→ Data provided:
───
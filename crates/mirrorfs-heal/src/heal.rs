//! Metadata self-heal orchestration.
//!
//! One heal attempt walks these phases:
//!
//! 1. `Probing`: try-lock the shared self-heal domain. Fewer than quorum
//!    replicas means another healer owns the object or connectivity is
//!    short; abort.
//! 2. `Locking`: take the metadata transaction lock on the sentinel range.
//! 3. `Preparing`: discover fresh snapshots, classify, finalize the source,
//!    then release the transaction lock.
//! 4. `Healing`: copy the source's metadata onto the healable sinks.
//! 5. `Committing`: reconcile pending markers with what converged.
//! 6. `Done` or `Aborted`, after releasing the probe lock.
//!
//! Every lock taken is released before `heal` returns, on every path.

use std::fmt;
use std::sync::Arc;
use std::time::Duration;

use serde::{Deserialize, Serialize};
use tracing::Instrument;

use crate::classify::{Direction, DirectionClassifier, TransactionKind};
use crate::config::HealConfig;
use crate::error::{HealError, Result};
use crate::executor::HealExecutor;
use crate::finalize::{finalize_source, SourceSelection};
use crate::lock::{InodeLocker, LockCoordinator, LockOwner, LockRange};
use crate::mask::ReplicaMask;
use crate::metrics::HealMetrics;
use crate::pending::{PendingCommitter, PendingUpdate};
use crate::replica::ReplicaAccessor;
use crate::types::{MetadataSnapshot, ObjectId, ObjectRef};

/// Phases of a heal attempt.
#[derive(Copy, Clone, Debug, PartialEq, Eq, Hash, Serialize, Deserialize)]
pub enum HealPhase {
    /// Not started.
    Idle,
    /// Taking the outer probe lock.
    Probing,
    /// Taking the metadata transaction lock.
    Locking,
    /// Discovering, classifying and picking a source under lock.
    Preparing,
    /// Repairing sinks.
    Healing,
    /// Updating pending markers.
    Committing,
    /// Finished successfully.
    Done,
    /// Finished with an error.
    Aborted,
}

impl fmt::Display for HealPhase {
    fn fmt(&self, f: &mut fmt::Formatter<'_>) -> fmt::Result {
        let name = match self {
            HealPhase::Idle => "idle",
            HealPhase::Probing => "probing",
            HealPhase::Locking => "locking",
            HealPhase::Preparing => "preparing",
            HealPhase::Healing => "healing",
            HealPhase::Committing => "committing",
            HealPhase::Done => "done",
            HealPhase::Aborted => "aborted",
        };
        f.write_str(name)
    }
}

/// Summary of what a successful attempt achieved.
#[derive(Clone, Debug, PartialEq, Eq, Serialize, Deserialize)]
pub enum HealOutcome {
    /// Replicas already agreed; nothing to heal.
    Clean,
    /// Every sink converged.
    Healed,
    /// Some sinks did not converge and keep their pending markers.
    Partial {
        /// Sinks left for a later attempt.
        unhealed: ReplicaMask,
    },
}

/// Result of a completed heal attempt.
#[derive(Clone, Debug, PartialEq, Eq, Serialize, Deserialize)]
pub struct HealReport {
    /// Object healed.
    pub object: ObjectId,
    /// Canonical source replica.
    pub source: usize,
    /// Final sources after finalization.
    pub sources: ReplicaMask,
    /// Final sinks after finalization.
    pub sinks: ReplicaMask,
    /// Sinks that converged this attempt.
    pub healed_sinks: ReplicaMask,
    /// Replicas that held the transaction lock.
    pub locked_on: ReplicaMask,
    /// Sources demoted for disagreeing with the canonical source.
    pub demoted: ReplicaMask,
    /// True when split brain was resolved by forced selection.
    pub forced: bool,
}

impl HealReport {
    /// Sinks that did not converge, including unlocked ones.
    pub fn unhealed_sinks(&self) -> ReplicaMask {
        self.sinks.difference(&self.healed_sinks)
    }

    /// Classifies the attempt.
    pub fn outcome(&self) -> HealOutcome {
        if !self.sinks.any() {
            return HealOutcome::Clean;
        }
        let unhealed = self.unhealed_sinks();
        if unhealed.any() {
            HealOutcome::Partial { unhealed }
        } else {
            HealOutcome::Healed
        }
    }
}

struct Prepared {
    direction: Direction,
    selection: SourceSelection,
    snapshots: Vec<Option<MetadataSnapshot>>,
    healed_sinks: ReplicaMask,
}

/// Drives metadata self-heal for objects of one replica set.
///
/// Holds no per-object state; heals of different objects may run
/// concurrently on the same healer.
pub struct MetadataHealer {
    config: HealConfig,
    replicas: Arc<dyn ReplicaAccessor>,
    classifier: Arc<dyn DirectionClassifier>,
    committer: Arc<dyn PendingCommitter>,
    locks: LockCoordinator,
    executor: HealExecutor,
    metrics: Arc<HealMetrics>,
}

impl MetadataHealer {
    /// Creates a healer after validating `config`.
    pub fn new(
        config: HealConfig,
        replicas: Arc<dyn ReplicaAccessor>,
        locker: Arc<dyn InodeLocker>,
        classifier: Arc<dyn DirectionClassifier>,
        committer: Arc<dyn PendingCommitter>,
    ) -> Result<Self> {
        Self::with_owner(config, replicas, locker, classifier, committer, LockOwner::random())
    }

    /// Creates a healer that locks as `owner`.
    pub fn with_owner(
        config: HealConfig,
        replicas: Arc<dyn ReplicaAccessor>,
        locker: Arc<dyn InodeLocker>,
        classifier: Arc<dyn DirectionClassifier>,
        committer: Arc<dyn PendingCommitter>,
        owner: LockOwner,
    ) -> Result<Self> {
        config.validate()?;
        let locks = LockCoordinator::with_owner(
            locker,
            replicas.replica_count(),
            Duration::from_millis(config.lock_wait_ms),
            owner,
        );
        let executor = HealExecutor::new(Arc::clone(&replicas), config.xattr_filter());
        Ok(Self {
            config,
            replicas,
            classifier,
            committer,
            locks,
            executor,
            metrics: Arc::new(HealMetrics::new()),
        })
    }

    /// Shares `metrics` with other healers.
    pub fn with_metrics(mut self, metrics: Arc<HealMetrics>) -> Self {
        self.metrics = metrics;
        self
    }

    /// Heal counters.
    pub fn metrics(&self) -> &Arc<HealMetrics> {
        &self.metrics
    }

    /// Active configuration.
    pub fn config(&self) -> &HealConfig {
        &self.config
    }

    /// Runs one metadata heal attempt on `obj`.
    pub async fn heal(&self, obj: &ObjectRef) -> Result<HealReport> {
        let span = tracing::info_span!("metadata_heal", object = %obj.id);
        async {
            self.metrics.inc_attempts();
            let result = self.probe_and_heal(obj).await;
            self.record(&result);
            match &result {
                Ok(report) => {
                    enter(HealPhase::Done);
                    tracing::info!(
                        source = report.source,
                        sinks = %report.sinks,
                        healed_sinks = %report.healed_sinks,
                        "metadata heal finished"
                    );
                }
                Err(e) => {
                    enter(HealPhase::Aborted);
                    tracing::info!(error = %e, "metadata heal aborted");
                }
            }
            result
        }
        .instrument(span)
        .await
    }

    async fn probe_and_heal(&self, obj: &ObjectRef) -> Result<HealReport> {
        enter(HealPhase::Probing);
        let probe = self.locks.try_lock(obj, &self.config.probe_domain).await;

        let result = if probe.count() < self.config.quorum {
            Err(HealError::InsufficientQuorum {
                phase: HealPhase::Probing,
                locked: probe.count(),
                required: self.config.quorum,
            })
        } else {
            self.heal_under_probe(obj).await
        };

        probe.release().await;
        result
    }

    async fn heal_under_probe(&self, obj: &ObjectRef) -> Result<HealReport> {
        enter(HealPhase::Locking);
        let txn = self
            .locks
            .lock(obj, &self.config.metadata_domain, LockRange::METADATA)
            .await;
        let locked_on = txn.locked_on().clone();

        let prepared = if txn.count() < self.config.quorum {
            Err(HealError::InsufficientQuorum {
                phase: HealPhase::Locking,
                locked: txn.count(),
                required: self.config.quorum,
            })
        } else {
            self.prepare(obj, &locked_on).await
        };

        // Only the decision needs the transaction lock.
        txn.release().await;
        let Prepared {
            direction,
            selection,
            snapshots,
            mut healed_sinks,
        } = prepared?;

        let source = selection.source;
        if healed_sinks.any() {
            enter(HealPhase::Healing);
            let source_attr = snapshots
                .get(source)
                .and_then(Option::as_ref)
                .map(|s| s.attr.clone())
                .ok_or(HealError::NoSource { object: obj.id })?;
            self.executor
                .heal(obj, source, &source_attr, &mut healed_sinks)
                .await?;
        }

        enter(HealPhase::Committing);
        let update = PendingUpdate {
            kind: TransactionKind::Metadata,
            sources: &direction.sources,
            sinks: &direction.sinks,
            healed_sinks: &healed_sinks,
            snapshots: &snapshots,
            locked_on: &locked_on,
        };
        self.committer
            .commit_pending(obj, update)
            .await
            .map_err(|e| match e {
                HealError::Commit { .. } => e,
                other => HealError::Commit {
                    reason: other.to_string(),
                    healed_sinks: healed_sinks.clone(),
                },
            })?;

        Ok(HealReport {
            object: obj.id,
            source,
            sources: direction.sources,
            sinks: direction.sinks,
            healed_sinks,
            locked_on,
            demoted: selection.demoted,
            forced: selection.forced,
        })
    }

    async fn prepare(&self, obj: &ObjectRef, locked_on: &ReplicaMask) -> Result<Prepared> {
        enter(HealPhase::Preparing);
        let snapshots = self.replicas.discover(obj).await?;

        let mut direction = self
            .classifier
            .classify(obj, &snapshots, locked_on, TransactionKind::Metadata)
            .await?;

        let selection = finalize_source(
            obj.id,
            self.config.split_brain_policy(),
            &mut direction,
            locked_on,
            &snapshots,
        )?;

        // Optimistic: narrowed as sink repairs fail.
        let healed_sinks = direction.sinks.and(locked_on);

        tracing::debug!(
            source = selection.source,
            sources = %direction.sources,
            sinks = %direction.sinks,
            healed_sinks = %healed_sinks,
            "heal direction decided"
        );

        Ok(Prepared {
            direction,
            selection,
            snapshots,
            healed_sinks,
        })
    }

    fn record(&self, result: &Result<HealReport>) {
        match result {
            Ok(report) => {
                match report.outcome() {
                    HealOutcome::Clean => self.metrics.inc_clean(),
                    HealOutcome::Healed => self.metrics.inc_healed(),
                    HealOutcome::Partial { .. } => self.metrics.inc_partial(),
                }
                if report.forced {
                    self.metrics.inc_forced_split_brain();
                }
                self.metrics.add_sinks(
                    report.healed_sinks.count() as u64,
                    report.unhealed_sinks().count() as u64,
                );
            }
            Err(HealError::InsufficientQuorum { .. }) => self.metrics.inc_insufficient_quorum(),
            Err(HealError::SplitBrain { .. }) => self.metrics.inc_split_brain(),
            Err(HealError::SourceUnreadable { .. }) => self.metrics.inc_source_failures(),
            Err(HealError::Commit { .. }) => self.metrics.inc_commit_failures(),
            Err(_) => self.metrics.inc_decision_failures(),
        }
    }
}

fn enter(phase: HealPhase) {
    tracing::debug!(phase = %phase, "heal phase");
}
───
Return exactly the lines above from the line that has "pub fn metrics(&self)" through the line that has "pub async fn", inclusive, and nothing else.

    pub fn metrics(&self) -> &Arc<HealMetrics> {
        &self.metrics
    }

    /// Active configuration.
    pub fn config(&self) -> &HealConfig {
        &self.config
    }

    /// Runs one metadata heal attempt on `obj`.
    pub async fn heal(&self, obj: &ObjectRef) -> Result<HealReport> {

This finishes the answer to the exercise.